# Activity
Your task is to copy all of the entries exactly as they are given.

# Given records
• • • • •
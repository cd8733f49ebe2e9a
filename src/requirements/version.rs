//! Tool version probing.
//!
//! A probe is a synchronous, single-shot `<tool> --version` invocation: no
//! retries, no shell. Launch failure means the tool is not installed; output
//! that doesn't match the expected pattern is reported distinctly from a
//! version that is simply too old.

use std::process::Command;

use regex::Regex;
use semver::Version;

use crate::error::{LmError, Result};

/// Run `tool <args>` and capture its stdout.
///
/// Fails with [`LmError::NotInstalled`] if the executable cannot be launched.
pub fn probe_output(tool: &str, args: &[&str]) -> Result<String> {
    let output = Command::new(tool)
        .args(args)
        .output()
        .map_err(|_| LmError::NotInstalled {
            tool: tool.to_string(),
        })?;

    if !output.status.success() {
        return Err(LmError::NotInstalled {
            tool: tool.to_string(),
        });
    }

    Ok(String::from_utf8_lossy(&output.stdout).trim().to_string())
}

/// Run a version probe and compare the extracted token against a minimum.
///
/// `pattern` must contain one capture group for the version token. Returns
/// the extracted version string on success.
pub fn check_version(tool: &str, args: &[&str], pattern: &str, minimum: &str) -> Result<String> {
    let out = probe_output(tool, args)?;
    match_version(tool, &out, pattern, minimum)
}

/// Extract a version token from `out` with `pattern` and require it to be at
/// least `minimum` under semantic-version ordering.
pub fn match_version(tool: &str, out: &str, pattern: &str, minimum: &str) -> Result<String> {
    let re = Regex::new(pattern).expect("version pattern is valid");
    let found = re
        .captures(out)
        .and_then(|caps| caps.get(1))
        .map(|m| m.as_str().to_string())
        .ok_or_else(|| LmError::UnrecognizedVersion {
            tool: tool.to_string(),
        })?;

    let found_version = parse_loose(&found).ok_or_else(|| LmError::UnrecognizedVersion {
        tool: tool.to_string(),
    })?;
    let min_version = parse_loose(minimum).ok_or_else(|| LmError::UnrecognizedVersion {
        tool: tool.to_string(),
    })?;

    if found_version < min_version {
        return Err(LmError::VersionTooLow {
            tool: tool.to_string(),
            found,
            minimum: minimum.to_string(),
        });
    }

    Ok(found)
}

/// Parse a dotted version string leniently.
///
/// Tools print anything from `2.39` to `2.43.0.windows.1`; take the first
/// three numeric components and pad missing ones with zero.
pub fn parse_loose(v: &str) -> Option<Version> {
    let mut parts = v
        .split('.')
        .map(|p| p.parse::<u64>())
        .take_while(|p| p.is_ok())
        .map(|p| p.unwrap_or(0))
        .take(3);

    let major = parts.next()?;
    let minor = parts.next().unwrap_or(0);
    let patch = parts.next().unwrap_or(0);
    Some(Version::new(major, minor, patch))
}

#[cfg(test)]
mod tests {
    use super::*;

    const LFS_PATTERN: &str = r"git-lfs/([\d.]+)";

    #[test]
    fn parse_loose_full_version() {
        assert_eq!(parse_loose("2.5.1"), Some(Version::new(2, 5, 1)));
    }

    #[test]
    fn parse_loose_pads_missing_components() {
        assert_eq!(parse_loose("2.5"), Some(Version::new(2, 5, 0)));
        assert_eq!(parse_loose("3"), Some(Version::new(3, 0, 0)));
    }

    #[test]
    fn parse_loose_ignores_trailing_garbage_components() {
        // Windows git reports e.g. 2.43.0.windows.1
        assert_eq!(parse_loose("2.43.0"), Some(Version::new(2, 43, 0)));
    }

    #[test]
    fn parse_loose_rejects_non_numeric() {
        assert_eq!(parse_loose("abc"), None);
        assert_eq!(parse_loose(""), None);
    }

    #[test]
    fn match_version_accepts_equal_minimum() {
        let out = "git-lfs/2.5.1 (GitHub; linux amd64; go 1.21.0)";
        let found = match_version("git-lfs", out, LFS_PATTERN, "2.5.1").unwrap();
        assert_eq!(found, "2.5.1");
    }

    #[test]
    fn match_version_accepts_above_minimum() {
        let out = "git-lfs/3.4.0 (GitHub; linux amd64; go 1.21.0)";
        assert!(match_version("git-lfs", out, LFS_PATTERN, "2.5.1").is_ok());
    }

    #[test]
    fn match_version_rejects_below_minimum() {
        let out = "git-lfs/2.4.9 (GitHub; linux amd64; go 1.10)";
        let err = match_version("git-lfs", out, LFS_PATTERN, "2.5.1").unwrap_err();
        assert!(matches!(err, LmError::VersionTooLow { found, .. } if found == "2.4.9"));
    }

    #[test]
    fn match_version_rejects_unmatched_output() {
        let err = match_version("git-lfs", "not a version banner", LFS_PATTERN, "2.5.1")
            .unwrap_err();
        assert!(matches!(err, LmError::UnrecognizedVersion { .. }));
    }

    #[test]
    fn succeeds_iff_semver_at_least_minimum() {
        // checkVersion(v) succeeds ⇔ semver(v) ≥ minimum
        let cases = [
            ("2.5.0", false),
            ("2.5.1", true),
            ("2.5.2", true),
            ("2.6.0", true),
            ("2.10.0", true),
            ("10.0.0", true),
            ("1.99.99", false),
        ];
        for (v, expect_ok) in cases {
            let out = format!("git-lfs/{} (GitHub; linux amd64)", v);
            let result = match_version("git-lfs", &out, LFS_PATTERN, "2.5.1");
            assert_eq!(result.is_ok(), expect_ok, "version {}", v);
        }
    }

    #[test]
    fn probe_output_fails_for_missing_tool() {
        let err = probe_output("definitely-not-a-real-tool-xyz", &["--version"]).unwrap_err();
        assert!(matches!(err, LmError::NotInstalled { tool } if tool.contains("xyz")));
    }
}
• • • • •
# Response
repository cd8733f49ebe2e9a
filename src/requirements/version.rs
//! Tool version probing.
//!
//! A probe is a synchronous, single-shot `<tool> --version` invocation: no
//! retries, no shell. Launch failure means the tool is not installed; output
//! that doesn't match the expected pattern is reported distinctly from a
//! version that is simply too old.

use std::process::Command;

use regex::Regex;
use semver::Version;

use crate::error::{LmError, Result};

/// Run `tool <args>` and capture its stdout.
///
/// Fails with [`LmError::NotInstalled`] if the executable cannot be launched.
pub fn probe_output(tool: &str, args: &[&str]) -> Result<String> {
    let output = Command::new(tool)
        .args(args)
        .output()
        .map_err(|_| LmError::NotInstalled {
            tool: tool.to_string(),
        })?;

    if !output.status.success() {
        return Err(LmError::NotInstalled {
            tool: tool.to_string(),
        });
    }

    Ok(String::from_utf8_lossy(&output.stdout).trim().to_string())
}

/// Run a version probe and compare the extracted token against a minimum.
///
/// `pattern` must contain one capture group for the version token. Returns
/// the extracted version string on success.
pub fn check_version(tool: &str, args: &[&str], pattern: &str, minimum: &str) -> Result<String> {
    let out = probe_output(tool, args)?;
    match_version(tool, &out, pattern, minimum)
}

/// Extract a version token from `out` with `pattern` and require it to be at
/// least `minimum` under semantic-version ordering.
pub fn match_version(tool: &str, out: &str, pattern: &str, minimum: &str) -> Result<String> {
    let re = Regex::new(pattern).expect("version pattern is valid");
    let found = re
        .captures(out)
        .and_then(|caps| caps.get(1))
        .map(|m| m.as_str().to_string())
        .ok_or_else(|| LmError::UnrecognizedVersion {
            tool: tool.to_string(),
        })?;

    let found_version = parse_loose(&found).ok_or_else(|| LmError::UnrecognizedVersion {
        tool: tool.to_string(),
    })?;
    let min_version = parse_loose(minimum).ok_or_else(|| LmError::UnrecognizedVersion {
        tool: tool.to_string(),
    })?;

    if found_version < min_version {
        return Err(LmError::VersionTooLow {
            tool: tool.to_string(),
            found,
            minimum: minimum.to_string(),
        });
    }

    Ok(found)
}

/// Parse a dotted version string leniently.
///
/// Tools print anything from `2.39` to `2.43.0.windows.1`; take the first
/// three numeric components and pad missing ones with zero.
pub fn parse_loose(v: &str) -> Option<Version> {
    let mut parts = v
        .split('.')
        .map(|p| p.parse::<u64>())
        .take_while(|p| p.is_ok())
        .map(|p| p.unwrap_or(0))
        .take(3);

    let major = parts.next()?;
    let minor = parts.next().unwrap_or(0);
    let patch = parts.next().unwrap_or(0);
    Some(Version::new(major, minor, patch))
}

#[cfg(test)]
mod tests {
    use super::*;

    const LFS_PATTERN: &str = r"git-lfs/([\d.]+)";

    #[test]
    fn parse_loose_full_version() {
        assert_eq!(parse_loose("2.5.1"), Some(Version::new(2, 5, 1)));
    }

    #[test]
    fn parse_loose_pads_missing_components() {
        assert_eq!(parse_loose("2.5"), Some(Version::new(2, 5, 0)));
        assert_eq!(parse_loose("3"), Some(Version::new(3, 0, 0)));
    }

    #[test]
    fn parse_loose_ignores_trailing_garbage_components() {
        // Windows git reports e.g. 2.43.0.windows.1
        assert_eq!(parse_loose("2.43.0"), Some(Version::new(2, 43, 0)));
    }

    #[test]
    fn parse_loose_rejects_non_numeric() {
        assert_eq!(parse_loose("abc"), None);
        assert_eq!(parse_loose(""), None);
    }

    #[test]
    fn match_version_accepts_equal_minimum() {
        let out = "git-lfs/2.5.1 (GitHub; linux amd64; go 1.21.0)";
        let found = match_version("git-lfs", out, LFS_PATTERN, "2.5.1").unwrap();
        assert_eq!(found, "2.5.1");
    }

    #[test]
    fn match_version_accepts_above_minimum() {
        let out = "git-lfs/3.4.0 (GitHub; linux amd64; go 1.21.0)";
        assert!(match_version("git-lfs", out, LFS_PATTERN, "2.5.1").is_ok());
    }

    #[test]
    fn match_version_rejects_below_minimum() {
        let out = "git-lfs/2.4.9 (GitHub; linux amd64; go 1.10)";
        let err = match_version("git-lfs", out, LFS_PATTERN, "2.5.1").unwrap_err();
        assert!(matches!(err, LmError::VersionTooLow { found, .. } if found == "2.4.9"));
    }

    #[test]
    fn match_version_rejects_unmatched_output() {
        let err = match_version("git-lfs", "not a version banner", LFS_PATTERN, "2.5.1")
            .unwrap_err();
        assert!(matches!(err, LmError::UnrecognizedVersion { .. }));
    }

    #[test]
    fn succeeds_iff_semver_at_least_minimum() {
        // checkVersion(v) succeeds ⇔ semver(v) ≥ minimum
        let cases = [
            ("2.5.0", false),
            ("2.5.1", true),
            ("2.5.2", true),
            ("2.6.0", true),
            ("2.10.0", true),
            ("10.0.0", true),
            ("1.99.99", false),
        ];
        for (v, expect_ok) in cases {
            let out = format!("git-lfs/{} (GitHub; linux amd64)", v);
            let result = match_version("git-lfs", &out, LFS_PATTERN, "2.5.1");
            assert_eq!(result.is_ok(), expect_ok, "version {}", v);
        }
    }

    #[test]
    fn probe_output_fails_for_missing_tool() {
        let err = probe_output("definitely-not-a-real-tool-xyz", &["--version"]).unwrap_err();
        assert!(matches!(err, LmError::NotInstalled { tool } if tool.contains("xyz")));
    }
}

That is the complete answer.